No. It was not possible. It was not possible to fake the kind of passion that had been between them for months. Without question she was in love with him. This was a devious revenge for his not calling for two weeks. Collusion with some girl friend, designed to shake him. Well, they would see who was the smarter game player. He would simply ignore the whole thing. Spare himself the trouble of easing out.

“Of course,” Stephen Waller was saying, feeling the coarse weave of a vest made high in the Andes as though doing a quick check on his ID, “I don't accept the validity of anything you say. Your task is to iron out the exceptional, the worst kind of moral reductionism really. Bring everything down to the level of the well-adjusted. That is to say the banal.”

Such an intense memory of Jessica swamped Jason that the room seemed full of musk and jasmine, her tropical odours, overpowering. He could scarcely breathe and rose abruptly from his desk, crossing to the window. Disoriented at finding it already open, he turned on the fan.

“What are you doing?” Stephen asked sharply. “You've activated something, haven't you? Is the room bugged? I would have thought at least some places were sacred.” He laughed. “Is it possible I still have illusions?”

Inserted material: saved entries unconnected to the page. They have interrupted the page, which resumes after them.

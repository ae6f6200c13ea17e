//! File-backed asset loading.
//!
//! [`AssetLoader`] turns `{root}/{name}.obj` plus an image file into a
//! [`MeshComponent`] whose material is registered with the world.
//! [`FileShaderSource`] serves WGSL text from `{root}/{name}.wgsl`.
//! [`demo`] assembles the stock scene used by the viewer and the CLI, and
//! [`AppConfig`] is the JSON file both of them accept.
//!
//! # Invariants
//! - Every loaded mesh gets a fresh material identity from the world.
//! - Loaded textures are RGBA8 and sampled with linear filters.
//! - Parse errors carry the 1-based source line.

mod config;
pub mod demo;
mod obj;
mod primitives;

pub use config::{AppConfig, ModelConfig};
pub use demo::{DemoScene, build_demo_scene};
pub use obj::{ObjMesh, parse_obj};
pub use primitives::cube_vertices;

use spacekit_ecs::{Bitmap, EcsError, MaterialConfig, MeshComponent, World};
use spacekit_render::{ShaderError, ShaderSource};
use std::path::{Path, PathBuf};

/// Errors from asset operations.
#[derive(Debug, thiserror::Error)]
pub enum AssetError {
    #[error("failed to read {path}: {source}")]
    Io {
        path: PathBuf,
        #[source]
        source: std::io::Error,
    },
    #[error("image decode error: {0}")]
    Image(#[from] image::ImageError),
    #[error("OBJ parse error on line {line}: {message}")]
    Parse { line: usize, message: String },
    #[error("JSON error: {0}")]
    Json(#[from] serde_json::Error),
    #[error(transparent)]
    Ecs(#[from] EcsError),
}

/// Loads meshes and textures relative to a root directory.
#[derive(Debug, Clone)]
pub struct AssetLoader {
    root: PathBuf,
}

impl AssetLoader {
    pub fn new(root: impl Into<PathBuf>) -> Self {
        Self { root: root.into() }
    }

    pub fn root(&self) -> &Path {
        &self.root
    }

    pub fn mesh_path(&self, name: &str) -> PathBuf {
        self.root.join(format!("{name}.obj"))
    }

    /// Parse `{root}/{name}.obj` without touching any texture.
    pub fn load_obj(&self, name: &str) -> Result<ObjMesh, AssetError> {
        load_obj_file(self.mesh_path(name))
    }

    /// Load `{root}/{name}.obj` and texture it with `texture_path`
    /// (relative to the root unless absolute).
    pub fn load_mesh(
        &self,
        world: &mut World,
        name: &str,
        texture_path: impl AsRef<Path>,
    ) -> Result<MeshComponent, AssetError> {
        let obj = self.load_obj(name)?;
        let bitmap = load_bitmap(self.root.join(texture_path))?;
        let material = world.create_material(MaterialConfig::linear(bitmap));
        tracing::info!(
            mesh = name,
            vertices = obj.vertex_count(),
            material = %material.id(),
            "loaded mesh"
        );
        Ok(MeshComponent::new(obj.vertices, material))
    }
}

pub fn load_obj_file(path: impl AsRef<Path>) -> Result<ObjMesh, AssetError> {
    let path = path.as_ref();
    let source = std::fs::read_to_string(path).map_err(|source| AssetError::Io {
        path: path.to_path_buf(),
        source,
    })?;
    parse_obj(&source)
}

/// Decode any supported image into an RGBA8 [`Bitmap`].
pub fn load_bitmap(path: impl AsRef<Path>) -> Result<Bitmap, AssetError> {
    let path = path.as_ref();
    let bytes = std::fs::read(path).map_err(|source| AssetError::Io {
        path: path.to_path_buf(),
        source,
    })?;
    let rgba = image::load_from_memory(&bytes)?.to_rgba8();
    let (width, height) = rgba.dimensions();
    tracing::debug!(path = %path.display(), width, height, "decoded texture");
    Ok(Bitmap::new(width, height, rgba.into_raw())?)
}

/// WGSL sources read from `{root}/{name}.wgsl`.
#[derive(Debug, Clone)]
pub struct FileShaderSource {
    root: PathBuf,
}

impl FileShaderSource {
    pub fn new(root: impl Into<PathBuf>) -> Self {
        Self { root: root.into() }
    }
}

impl ShaderSource for FileShaderSource {
    fn load_shader(&self, name: &str) -> Result<String, ShaderError> {
        let path = self.root.join(format!("{name}.wgsl"));
        match std::fs::read_to_string(&path) {
            Ok(text) => Ok(text),
            Err(e) if e.kind() == std::io::ErrorKind::NotFound => {
                Err(ShaderError::NotFound(name.to_string()))
            }
            Err(source) => Err(ShaderError::Io {
                name: name.to_string(),
                source,
            }),
        }
    }
}

#[cfg(test)]
mod tests {
    use super::*;
    use spacekit_ecs::VERTEX_FLOATS;

    const TRIANGLE: &str = "v 0 0 0\nv 1 0 0\nv 0 1 0\nvt 0 0\nvt 1 0\nvt 0 1\nf 1/1 2/2 3/3\n";

    fn write_png(path: &Path, width: u32, height: u32) {
        let img = image::RgbaImage::from_pixel(width, height, image::Rgba([10, 20, 30, 255]));
        img.save(path).unwrap();
    }

    #[test]
    fn load_mesh_builds_textured_component() {
        let dir = tempfile::tempdir().unwrap();
        std::fs::write(dir.path().join("tri.obj"), TRIANGLE).unwrap();
        std::fs::create_dir(dir.path().join("tri")).unwrap();
        write_png(&dir.path().join("tri/skin.png"), 4, 2);

        let mut world = World::new();
        let loader = AssetLoader::new(dir.path());
        let mesh = loader.load_mesh(&mut world, "tri", "tri/skin.png").unwrap();

        assert_eq!(mesh.vertex_count(), 3);
        assert_eq!(mesh.vertices().len(), 3 * VERTEX_FLOATS);
        let material = mesh.material();
        assert_eq!(material.texture_size(), [4, 2]);
        assert_eq!(&material.texture().pixels()[0..4], &[10, 20, 30, 255]);
        assert_eq!(material.min_filter(), spacekit_ecs::FilterMode::Linear);
    }

    #[test]
    fn each_load_gets_a_new_material() {
        let dir = tempfile::tempdir().unwrap();
        std::fs::write(dir.path().join("tri.obj"), TRIANGLE).unwrap();
        write_png(&dir.path().join("skin.png"), 1, 1);

        let mut world = World::new();
        let loader = AssetLoader::new(dir.path());
        let a = loader.load_mesh(&mut world, "tri", "skin.png").unwrap();
        let b = loader.load_mesh(&mut world, "tri", "skin.png").unwrap();
        assert_ne!(a.material().id(), b.material().id());
    }

    #[test]
    fn missing_mesh_is_io_error() {
        let dir = tempfile::tempdir().unwrap();
        let mut world = World::new();
        let err = AssetLoader::new(dir.path())
            .load_mesh(&mut world, "nope", "skin.png")
            .unwrap_err();
        assert!(matches!(err, AssetError::Io { .. }), "{err}");
    }

    #[test]
    fn corrupt_texture_is_image_error() {
        let dir = tempfile::tempdir().unwrap();
        std::fs::write(dir.path().join("tri.obj"), TRIANGLE).unwrap();
        std::fs::write(dir.path().join("skin.png"), b"not a png").unwrap();
        let mut world = World::new();
        let err = AssetLoader::new(dir.path())
            .load_mesh(&mut world, "tri", "skin.png")
            .unwrap_err();
        assert!(matches!(err, AssetError::Image(_)), "{err}");
    }

    #[test]
    fn parse_error_surfaces_through_loader() {
        let dir = tempfile::tempdir().unwrap();
        std::fs::write(dir.path().join("bad.obj"), "v 0 0\n").unwrap();
        let err = AssetLoader::new(dir.path()).load_obj("bad").unwrap_err();
        assert!(matches!(err, AssetError::Parse { line: 1, .. }), "{err}");
    }

    #[test]
    fn file_shader_source_reads_wgsl() {
        let dir = tempfile::tempdir().unwrap();
        std::fs::write(dir.path().join("base.wgsl"), "fn vs_main() {}").unwrap();
        let shaders = FileShaderSource::new(dir.path());
        assert_eq!(shaders.load_shader("base").unwrap(), "fn vs_main() {}");
        assert!(matches!(
            shaders.load_shader("missing"),
            Err(ShaderError::NotFound(name)) if name == "missing"
        ));
    }
}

The smell of Jessica hung between them like incense. Jason leaned on his desk, his head in his hands. “It's a question of deciding what one wants,” he mused aloud. “Are the possible consequences worth it?”

“Well” Stephen responded out of a different world, “I know all about possible consequences, don't I? My problem is, do I have any right whatsoever to bother about personal consequences considering what
they,
what the consequences for
them
…”

Jessica was dispersing, blowing out the window. Now that he thought about it, the fact of her not saying goodbye was proof. If she were genuinely indifferent, of course she would have called, explained, invented excuses, planned a farewell dinner. He could breathe again.

“How can even syntax — you see the scope of the problem?” Stephen went on. “How can anything hang together? I find I can't … even connect words … If you'd seen her, you'd understand. I think I'm going to be sick, you'll have to excuse me.”